The 2022 Audi e-tron GT puts a four-ring spin on the Porsche Taycan platform
For those who have some cash to splash and want to go all-electric, a new contender has entered the luxury EV segment: The 2022 Audi e-tron GT. Think of it like a four-ringed fraternal twin to Porsche’s Taycan.
Both EVs ride on the same all-wheel-drive, dual-motor, air-suspension platform, known in Porsche-speak as the J1. A 93.4-kWh lithium-ion battery pack and two permanently excited synchronous motors (PSM), one on each axle, form the backbone of the drivetrain and are paired with a two-speed transmission located on the rear axle. The entire system runs an 800-volt electrical architecture, allowing it to recharge from 5 to 80 percent in under 23 minutes on a 350 kW DC fast charger. Range, based on the European WLTP standard, is somewhere above 400 km (248.5 miles) on a full charge. Audi is only releasing approximate EPA test cycle numbers at the moment, but those are hovering around 235 miles.
The e-tron GT’s close relationship with the Taycan is an open secret. Given the shared platform and different brand missions within VW Group, Audi and Porsche met every three months during the J1’s development to ensure that the cars possessed sufficiently divergent personalities. The spec sheets for the two models presents one important differentiator: the e-tron GT will have four-wheel steering. Audi is also trumpeting a unique (and optional) feature for its swept-back EV sedan: a carbon-fiber-reinforced polymer roof, which saves 18 pounds but only negligibly improves the car’s performance.
When it comes to what’s visible from the outside, the only component shared between the e-tron GT and Taycan is the windshield. Even so, the two have a similarly attractive silhouette. The cutline of the front doors, which drops down the front fender nearly at right angles to the ground, also appears shared—likely a product of the identical design hard points dictated by the common platform.
When cooling demands are low, the e-tron GT’s radiator and brake duct inlets close to increase aerodynamic efficiency. The Audi’s drag coefficient is, at 0.24, .02 worse than the Porsche’s.
Like the Taycan, which includes a “Turbo” model in a vehicle without a turbocharger, the e-tron GT adopts a trim lineup familiar to Audi buyers. You’ll have a choice between three flavors of e-tron GT: two “regular” versions—the quattro Premium Plus and the quattro Prestige—and the top-of-the-line RS model. Both the standard e-tron GT and its RS variant use a 235-hp front motor, but the latter’s unit is complemented by a 450-hp rear motor; the regular car makes do with 429 hp on the rear axle. Combined system output for the standard e-tron GT is 469 hp and 464 lb-ft of torque.
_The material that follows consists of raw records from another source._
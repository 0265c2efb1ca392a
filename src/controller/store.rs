//! Kubernetes access for the route reconciler
//!
//! The reconciler reads Services and Namespaces and writes VirtualServices
//! through the [`RouteStore`] trait, so a pass can run against the cluster or
//! against an in-memory store.

use crate::crd::VirtualService;
use crate::labels::FIELD_MANAGER;
use async_trait::async_trait;
use k8s_openapi::api::core::v1::{Namespace, Service};
use kube::api::{Api, ListParams, Patch, PatchParams};
use kube::{Client, ResourceExt};
use thiserror::Error;
use tracing::debug;

#[derive(Debug, Error)]
pub enum StoreError {
    #[error("Kubernetes API error: {0}")]
    KubeError(#[from] kube::Error),

    #[error("Invalid route object: {0}")]
    InvalidObject(String),
}

/// Reads routing inputs and writes route objects
#[async_trait]
pub trait RouteStore: Send + Sync {
    /// List Services (in all namespaces) matching a label selector
    async fn list_routable_services(&self, selector: &str) -> Result<Vec<Service>, StoreError>;

    /// List all Namespaces
    async fn list_namespaces(&self) -> Result<Vec<Namespace>, StoreError>;

    /// Create or update a route object
    ///
    /// Applying an object identical to the stored one must not change it.
    async fn apply_route(&self, route: &VirtualService) -> Result<(), StoreError>;
}

/// [`RouteStore`] backed by the Kubernetes API
#[derive(Clone)]
pub struct KubeRouteStore {
    client: Client,
}

impl KubeRouteStore {
    pub fn new(client: Client) -> Self {
        KubeRouteStore { client }
    }
}

#[async_trait]
impl RouteStore for KubeRouteStore {
    async fn list_routable_services(&self, selector: &str) -> Result<Vec<Service>, StoreError> {
        let services: Api<Service> = Api::all(self.client.clone());
        let list = services
            .list(&ListParams::default().labels(selector))
            .await?;
        debug!(selector = %selector, count = list.items.len(), "Listed routable Services");
        Ok(list.items)
    }

    async fn list_namespaces(&self) -> Result<Vec<Namespace>, StoreError> {
        let namespaces: Api<Namespace> = Api::all(self.client.clone());
        Ok(namespaces.list(&ListParams::default()).await?.items)
    }

    async fn apply_route(&self, route: &VirtualService) -> Result<(), StoreError> {
        let namespace = route
            .namespace()
            .ok_or_else(|| StoreError::InvalidObject("route missing namespace".to_string()))?;
        let name = route
            .metadata
            .name
            .as_deref()
            .ok_or_else(|| StoreError::InvalidObject("route missing name".to_string()))?;

        // Server-side apply: the whole object is regenerated on every pass
        let routes: Api<VirtualService> = Api::namespaced(self.client.clone(), &namespace);
        routes
            .patch(
                name,
                &PatchParams::apply(FIELD_MANAGER).force(),
                &Patch::Apply(route),
            )
            .await?;

        Ok(())
    }
}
In case you’re wondering how on earth one can get 469 by adding together 235 and 429, we asked Audi for more information. The issue is that usable power isn’t necessarily the same thing, in EV-land, as maximum output. The e-tron GT’s control units are in charge of monitoring the available power from the motors and evaluating how much of that the car can handle while preserving grip. All power and no way to use it all is a waste of energy, not to mention sub-optimal for performance. The Audi’s control units can put their heads together, however, and meter more than 469 hp in certain situations. With overboost—available for 2.5 seconds when launch control is activated—the regular e-tron GT’s horsepower figure jumps to 522.
Starting MSRP for this silent German chariot is $99,900 for the Premium Plus, or $107,100 for the Prestige, not including destination fees. Audi hasn’t graced our waiting ears with any other trim-level-specific details as of this writing.
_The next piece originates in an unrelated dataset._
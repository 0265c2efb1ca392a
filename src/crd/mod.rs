//! Custom resource types written by labctl

pub mod virtual_service;

pub use virtual_service::{VirtualService, VirtualServiceSpec};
If you’ve got an extra $40K, you can spring for the RS e-tron GT. It stickers at $139,900 and has a total combined output, between its two motors, of 590 hp in “normal” driving. On overboost, it makes 637 hp—more than any other Audi, including the 602-hp R8 V10 Plus. Total torque is 612 lb-ft, top speed is governed at 155 mph, and 0–60 takes a brief 3.1 seconds (3.2 seconds for the R8 V10 Plus). The standard e-tron GT takes 3.9 seconds.
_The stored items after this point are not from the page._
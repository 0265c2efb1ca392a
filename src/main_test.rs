use super::*;
use clap::CommandFactory;

#[test]
fn test_cli_definition_is_valid() {
    Options::command().debug_assert();
}

#[test]
fn test_watch_defaults() {
    let options = Options::try_parse_from(["labctl", "watch"]).unwrap();

    match options.command {
        Command::Watch {
            interval_secs,
            health_port,
        } => {
            assert_eq!(interval_secs, 30);
            assert_eq!(health_port, HEALTH_PORT);
        }
        other => panic!("expected watch, got {:?}", other),
    }
}

#[test]
fn test_explicit_config_file_is_only_source() {
    let options =
        Options::try_parse_from(["labctl", "reconcile", "--config", "/etc/labctl.toml"]).unwrap();

    let sources = config_sources(&options);

    assert_eq!(sources.len(), 1);
    assert_eq!(sources[0], ConfigSource::File(PathBuf::from("/etc/labctl.toml")));
}

#[test]
fn test_config_dir_yields_candidates_then_env() {
    let options = Options::try_parse_from(["labctl", "--config-dir", "/srv/lab", "register"]).unwrap();

    let sources = config_sources(&options);

    assert_eq!(sources.len(), 5);
    assert_eq!(sources[0], ConfigSource::File(PathBuf::from("/srv/lab/local.toml")));
    assert_eq!(sources[4], ConfigSource::Env);
}

#[test]
fn test_missing_subcommand_is_rejected() {
    assert!(Options::try_parse_from(["labctl"]).is_err());
}

#[tokio::test]
async fn test_deregister_needs_no_cluster_access() {
    // Fails on configuration before any Kubernetes or remote call
    let err = deregister(LabConfig::new("lab.example.com"))
        .await
        .unwrap_err();

    assert!(err.to_string().contains("missing endpoint"));
}

#[tokio::test]
async fn test_register_reports_missing_credential_first() {
    let mut config = LabConfig::new("lab.example.com");
    config.registration.endpoint = Some("https://rancher.invalid/v3".to_string());

    let err = register(config).await.unwrap_err();

    assert!(err.to_string().contains("missing token"));
}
Put in Porsche perspective, the e-tron GT is the equivalent of the 482-hp Taycan 4S model (with the Performance Battery Plus). At $100K and with 469 hp, the Audi is slightly cheaper and, if you ignore the overboost figures, marginally less powerful than the 4S. The RS e-tron GT falls between the Taycan 4S and Turbo in price, and in power, as well. The Tesla Model S has been putting up big performance numbers for years, and for $120K you can still pick up a 1020-hp Plaid, or, for $140K, a 1100-hp Plaid+ model.
As befits a model aimed at the deep-pocketed, tech-obsessed, and environmentally conscious, a leather-free interior festooned with the finest touchscreens in the Audi portfolio comes standard: a 12.3-inch one set behind the wheel and a 10.1-incher on the center console. Genuine dead-cow leather is optional, as it is in the vegan-as-standard Polestar 2.
EV-loving Audi diehards, your wait is over. The 2022 e-tron GT and RS e-tron GT hits U.S. shores this summer.